Look through the material and copy each line holding "join".

(Beginning of Dataset records)

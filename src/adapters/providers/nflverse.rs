use crate::domain::model::{Record, Table};
use crate::domain::ports::DatasetAdapter;
use crate::utils::error::{EtlError, Result};
use async_trait::async_trait;
use reqwest::Client;
use serde_json::Value;
use std::collections::HashMap;

pub const DEFAULT_NFLVERSE_BASE_URL: &str =
    "https://github.com/nflverse/nflverse-data/releases/download";
/// ffopportunity expected-points releases
pub const DEFAULT_FFOPPORTUNITY_BASE_URL: &str =
    "https://github.com/ffverse/ffopportunity/releases/download";
/// DynastyProcess player ids and FantasyPros rankings
pub const DEFAULT_DYNASTYPROCESS_BASE_URL: &str = "https://github.com/dynastyprocess/data/raw/master";
/// nfldata repository files (trades)
pub const DEFAULT_NFLDATA_BASE_URL: &str = "https://github.com/nflverse/nfldata/raw/master";

/// Where a dataset's CSV assets live under its base URL. `tag` is the release
/// tag for release downloads, or the directory for raw repository files.
#[derive(Debug, Clone, PartialEq, Eq)]
pub enum AssetLayout {
    /// One asset per season: `{tag}/{stem}_{season}.csv`.
    PerSeason { tag: &'static str, stem: &'static str },
    /// One asset for all seasons: `{tag}/{file}`, optionally filtered on a season column.
    Single {
        tag: &'static str,
        file: &'static str,
        season_column: Option<&'static str>,
    },
}

/// CSV asset adapter for one nflverse-family dataset.
#[derive(Debug, Clone)]
pub struct NflverseAdapter {
    client: Client,
    base_url: String,
    layout: AssetLayout,
}

impl NflverseAdapter {
    pub fn new(client: Client, base_url: impl Into<String>, layout: AssetLayout) -> Self {
        Self {
            client,
            base_url: base_url.into().trim_end_matches('/').to_string(),
            layout,
        }
    }

    async fn download(&self, path: &str) -> Result<Vec<u8>> {
        let url = format!("{}/{}", self.base_url, path);
        tracing::debug!("🌐 GET {}", url);

        let response = self.client.get(&url).send().await?;
        let status = response.status();
        if !status.is_success() {
            return Err(EtlError::processing(format!(
                "asset {} responded {}",
                url, status
            )));
        }
        Ok(response.bytes().await?.to_vec())
    }
}

#[async_trait]
impl DatasetAdapter for NflverseAdapter {
    async fn fetch(&self, seasons: Option<&[u16]>) -> Result<Table> {
        match (&self.layout, seasons) {
            (AssetLayout::PerSeason { tag, stem }, Some(seasons)) => {
                let mut table = Table::default();
                for season in seasons {
                    let body = self
                        .download(&format!("{}/{}_{}.csv", tag, stem, season))
                        .await?;
                    append_table(&mut table, parse_csv(&body)?);
                }
                Ok(table)
            }
            (AssetLayout::PerSeason { tag, .. }, None) => Err(EtlError::processing(format!(
                "nflverse release '{}' is published per season and needs at least one",
                tag
            ))),
            (
                AssetLayout::Single {
                    tag,
                    file,
                    season_column,
                },
                seasons,
            ) => {
                let body = self.download(&format!("{}/{}", tag, file)).await?;
                let mut table = parse_csv(&body)?;
                if let (Some(column), Some(seasons)) = (season_column, seasons) {
                    table.records.retain(|r| {
                        r.get(column)
                            .and_then(Value::as_i64)
                            .is_some_and(|s| seasons.iter().any(|want| i64::from(*want) == s))
                    });
                }
                Ok(table)
            }
        }
    }
}

/// Appends rows; columns are the union in first-seen order.
fn append_table(target: &mut Table, other: Table) {
    for column in other.columns {
        if !target.columns.contains(&column) {
            target.columns.push(column);
        }
    }
    target.records.extend(other.records);
}

/// Parses a CSV body with a header row, keeping the header's column order.
pub fn parse_csv(body: &[u8]) -> Result<Table> {
    let mut reader = csv::ReaderBuilder::new()
        .has_headers(true)
        .flexible(true)
        .from_reader(body);

    let columns: Vec<String> = reader.headers()?.iter().map(str::to_string).collect();
    let mut records = Vec::new();

    for row in reader.records() {
        let row = row?;
        let data: HashMap<String, Value> = columns
            .iter()
            .zip(row.iter())
            .map(|(column, raw)| (column.clone(), infer_scalar(raw)))
            .collect();
        records.push(Record { data });
    }

    Ok(Table::new(columns, records))
}

/// R-style CSV cell to JSON: `NA` and empty are null.
pub fn infer_scalar(raw: &str) -> Value {
    let raw = raw.trim();
    match raw {
        "" | "NA" => return Value::Null,
        "TRUE" | "true" => return Value::Bool(true),
        "FALSE" | "false" => return Value::Bool(false),
        _ => {}
    }

    // ids like "00-0033873" or zip-style "0042" stay text
    let digits = raw.strip_prefix('-').unwrap_or(raw);
    let leading_zero = digits.len() > 1 && digits.starts_with('0') && !digits.starts_with("0.");
    if leading_zero {
        return Value::String(raw.to_string());
    }

    if let Ok(i) = raw.parse::<i64>() {
        return Value::from(i);
    }
    if raw.chars().all(|c| c.is_ascii_digit() || matches!(c, '-' | '+' | '.' | 'e' | 'E')) {
        if let Some(n) = raw
            .parse::<f64>()
            .ok()
            .and_then(serde_json::Number::from_f64)
        {
            return Value::Number(n);
        }
    }
    Value::String(raw.to_string())
}
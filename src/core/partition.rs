use crate::domain::model::PartitionKeySet;

pub const RAW_ZONE_ROOT: &str = "raw";

/// Canonical raw-zone paths: `raw/{source}/{data_type}[/{key}={value}]*`.
pub struct PartitionPathBuilder;

impl PartitionPathBuilder {
    pub fn build(source: &str, data_type: &str, partition_keys: &PartitionKeySet) -> String {
        let mut path_parts = vec![
            RAW_ZONE_ROOT.to_string(),
            source.to_string(),
            data_type.to_string(),
        ];

        // PartitionKeySet iterates in key order
        for (key, value) in partition_keys.iter() {
            path_parts.push(format!("{}={}", key, value));
        }

        path_parts.join("/")
    }
}

#[cfg(test)]
mod tests {
    use super::*;

    #[test]
    fn test_build_without_partitions() {
        let path = PartitionPathBuilder::build("nfl", "teams", &PartitionKeySet::new());
        assert_eq!(path, "raw/nfl/teams");
    }

    #[test]
    fn test_build_with_season_partition() {
        let keys = PartitionKeySet::new().with("season", 2025);
        let path = PartitionPathBuilder::build("nfl", "play_by_play", &keys);
        assert_eq!(path, "raw/nfl/play_by_play/season=2025");
    }

    #[test]
    fn test_build_is_insertion_order_independent() {
        let ba = PartitionKeySet::new().with("b", 2).with("a", 1);
        let ab = PartitionKeySet::new().with("a", 1).with("b", 2);

        assert_eq!(
            PartitionPathBuilder::build("nfl", "pbp", &ba),
            PartitionPathBuilder::build("nfl", "pbp", &ab)
        );
        assert_eq!(PartitionPathBuilder::build("nfl", "pbp", &ab), "raw/nfl/pbp/a=1/b=2");
    }
}
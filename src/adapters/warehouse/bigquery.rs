use crate::domain::model::{SourceFormat, TableTarget};
use crate::domain::ports::{LoadJob, Warehouse};
use crate::utils::error::{EtlError, Result};
use reqwest::{Client, RequestBuilder, StatusCode};
use serde::Deserialize;
use serde_json::{json, Value};
use std::time::Duration;

pub const DEFAULT_BIGQUERY_ENDPOINT: &str = "https://bigquery.googleapis.com";

#[derive(Debug, Deserialize)]
#[serde(rename_all = "camelCase")]
struct JobResource {
    job_reference: JobReference,
    #[serde(default)]
    status: JobStatus,
}

#[derive(Debug, Deserialize)]
#[serde(rename_all = "camelCase")]
struct JobReference {
    job_id: String,
    location: Option<String>,
}

#[derive(Debug, Default, Deserialize)]
#[serde(rename_all = "camelCase")]
struct JobStatus {
    #[serde(default)]
    state: String,
    error_result: Option<JobError>,
    #[serde(default)]
    errors: Vec<JobError>,
}

#[derive(Debug, Deserialize)]
struct JobError {
    #[serde(default)]
    reason: String,
    #[serde(default)]
    message: String,
}

#[derive(Debug, Deserialize)]
#[serde(rename_all = "camelCase")]
struct TableResource {
    num_rows: Option<String>,
}

/// BigQuery through the REST v2 API.
#[derive(Debug, Clone)]
pub struct BigQueryWarehouse {
    client: Client,
    endpoint: String,
    project_id: String,
    location: String,
    access_token: Option<String>,
    poll_interval: Duration,
}

impl BigQueryWarehouse {
    pub fn new(
        project_id: impl Into<String>,
        location: impl Into<String>,
        access_token: Option<String>,
    ) -> Self {
        Self {
            client: Client::new(),
            endpoint: DEFAULT_BIGQUERY_ENDPOINT.to_string(),
            project_id: project_id.into(),
            location: location.into(),
            access_token,
            poll_interval: Duration::from_secs(1),
        }
    }

    pub fn with_endpoint(mut self, endpoint: impl Into<String>) -> Self {
        self.endpoint = endpoint.into().trim_end_matches('/').to_string();
        self
    }

    pub fn with_poll_interval(mut self, poll_interval: Duration) -> Self {
        self.poll_interval = poll_interval;
        self
    }

    fn authorize(&self, request: RequestBuilder) -> RequestBuilder {
        match &self.access_token {
            Some(token) => request.bearer_auth(token),
            None => request,
        }
    }

    fn table_url(&self, table: &TableTarget) -> String {
        format!(
            "{}/bigquery/v2/projects/{}/datasets/{}/tables/{}",
            self.endpoint, table.project, table.warehouse_dataset, table.table_name
        )
    }

    fn job_body(&self, job: &LoadJob) -> Value {
        let create_disposition = if job.create_if_needed {
            "CREATE_IF_NEEDED"
        } else {
            "CREATE_NEVER"
        };
        let mut load = json!({
            "sourceUris": [job.source_uri],
            "destinationTable": {
                "projectId": job.destination.project,
                "datasetId": job.destination.warehouse_dataset,
                "tableId": job.destination.table_name,
            },
            "sourceFormat": job.format.warehouse_name(),
            "writeDisposition": job.write_mode.write_disposition(),
            "createDisposition": create_disposition,
            "autodetect": job.autodetect,
            "ignoreUnknownValues": job.ignore_unknown_values,
        });

        if let (SourceFormat::Csv, Some(csv)) = (job.format, &job.csv) {
            load["fieldDelimiter"] = json!(csv.field_delimiter.to_string());
            load["skipLeadingRows"] = json!(csv.skip_leading_rows);
            load["quote"] = json!(csv.quote.to_string());
        }

        json!({
            "jobReference": { "projectId": self.project_id, "location": self.location },
            "configuration": { "load": load },
        })
    }

    async fn send_job_request(&self, request: RequestBuilder, table: &str) -> Result<JobResource> {
        let load_error = |message: String| EtlError::LoadError {
            table: table.to_string(),
            message,
        };

        let response = self
            .authorize(request)
            .send()
            .await
            .map_err(|e| load_error(e.to_string()))?;

        let status = response.status();
        if !status.is_success() {
            let body = response.text().await.unwrap_or_default();
            return Err(load_error(format!("BigQuery responded {}: {}", status, body)));
        }

        response
            .json::<JobResource>()
            .await
            .map_err(|e| load_error(format!("unreadable job resource: {}", e)))
    }
}

fn describe_failure(status: &JobStatus, primary: &JobError) -> String {
    let mut message = format!("{} ({})", primary.message, primary.reason);
    let details: Vec<&str> = status
        .errors
        .iter()
        .map(|e| e.message.as_str())
        .filter(|m| *m != primary.message)
        .collect();
    if !details.is_empty() {
        message.push_str(": ");
        message.push_str(&details.join("; "));
    }
    message
}

impl Warehouse for BigQueryWarehouse {
    async fn run_load_job(&self, job: &LoadJob) -> Result<()> {
        let table = job.destination.to_string();
        let jobs_url = format!(
            "{}/bigquery/v2/projects/{}/jobs",
            self.endpoint, self.project_id
        );

        let request = self.client.post(&jobs_url).json(&self.job_body(job));
        let mut resource = self.send_job_request(request, &table).await?;
        tracing::debug!(
            "🏗️ Load job {} submitted for {}",
            resource.job_reference.job_id,
            table
        );

        while resource.status.state != "DONE" {
            tokio::time::sleep(self.poll_interval).await;

            let location = resource
                .job_reference
                .location
                .clone()
                .unwrap_or_else(|| self.location.clone());
            let request = self
                .client
                .get(format!("{}/{}", jobs_url, resource.job_reference.job_id))
                .query(&[("location", location)]);
            resource = self.send_job_request(request, &table).await?;
        }

        if let Some(error) = &resource.status.error_result {
            return Err(EtlError::LoadError {
                table,
                message: describe_failure(&resource.status, error),
            });
        }

        Ok(())
    }

    async fn table_row_count(&self, table: &TableTarget) -> Result<Option<u64>> {
        let request = self.client.get(self.table_url(table));
        let response = self.authorize(request).send().await?;

        if response.status() == StatusCode::NOT_FOUND {
            return Ok(None);
        }

        let resource: TableResource = response.error_for_status()?.json().await?;
        let rows = match resource.num_rows {
            Some(n) => n.parse::<u64>().map_err(|e| {
                EtlError::processing(format!("invalid numRows '{}' for {}: {}", n, table, e))
            })?,
            None => 0,
        };
        Ok(Some(rows))
    }

    async fn delete_table(&self, table: &TableTarget) -> Result<bool> {
        let request = self.client.delete(self.table_url(table));
        let response = self.authorize(request).send().await?;

        if response.status() == StatusCode::NOT_FOUND {
            return Ok(false);
        }

        response.error_for_status()?;
        Ok(true)
    }
}
pub mod adapters;
pub mod config;
pub mod core;
pub mod domain;
pub mod utils;

pub use adapters::storage::{GcsObjectStore, LocalObjectStore, MemoryObjectStore};
pub use adapters::warehouse::{BigQueryWarehouse, MemoryWarehouse};
pub use config::AppConfig;
pub use core::{
    DatasetRegistry, Extractor, LatestArtifactResolver, PartitionPathBuilder, Payload,
    PipelineDriver, RawObjectStore, RunReport, WarehouseLoader,
};
pub use domain::model::{Artifact, PartitionKeySet, SourceFormat, Table, TableTarget, WriteMode};
pub use utils::error::{EtlError, Result};
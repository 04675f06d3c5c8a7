use anyhow::Result;
use clap::Parser;
use std::path::{Path, PathBuf};

use exif_watermark::config::Config;
use exif_watermark::format::LocaleFormatter;
use exif_watermark::pipeline;
use exif_watermark::watermark::WatermarkFont;

#[derive(Parser, Debug)]
#[command(
    name = "exif-watermark",
    version,
    about = "Burn the EXIF capture date into every photo in ./input, writing copies to ./output"
)]
struct Cli {
    /// Print every EXIF entry of FILE and exit
    #[arg(long, value_name = "FILE")]
    inspect: Option<PathBuf>,

    /// Verbose output
    #[arg(short, long)]
    verbose: bool,
}

fn main() -> Result<()> {
    let cli = Cli::parse();

    // Set up logging
    let log_level = if cli.verbose { "debug" } else { "info" };
    env_logger::Builder::from_env(env_logger::Env::default().default_filter_or(log_level))
        .format_timestamp(None)
        .init();

    // Handle --inspect
    if let Some(ref path) = cli.inspect {
        print_entries(path);
        return Ok(());
    }

    log::info!("--- Starting EXIF Watermark ---");

    let config = Config::default();
    let formatter = LocaleFormatter::from_env();
    let font = WatermarkFont::load(&config.font_paths)?;

    pipeline::run_batch(&config, &font, &formatter);

    Ok(())
}

/// Dump all decoded EXIF entries of one file.
fn print_entries(path: &Path) {
    match pipeline::inspect_file(path) {
        Ok(entries) if entries.is_empty() => {
            println!("No EXIF data found in '{}'.", path.display());
        }
        Ok(entries) => {
            println!("EXIF data for '{}':", path.display());
            for entry in entries.iter() {
                println!("  Tag: {} (ID: {}), Value: {}", entry.name, entry.id, entry.value);
            }
        }
        Err(e) => log::error!("{e:#}"),
    }
}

(End of Dataset records)

> **Exercise response**
        path_parts.join("/")
        message.push_str(&details.join("; "));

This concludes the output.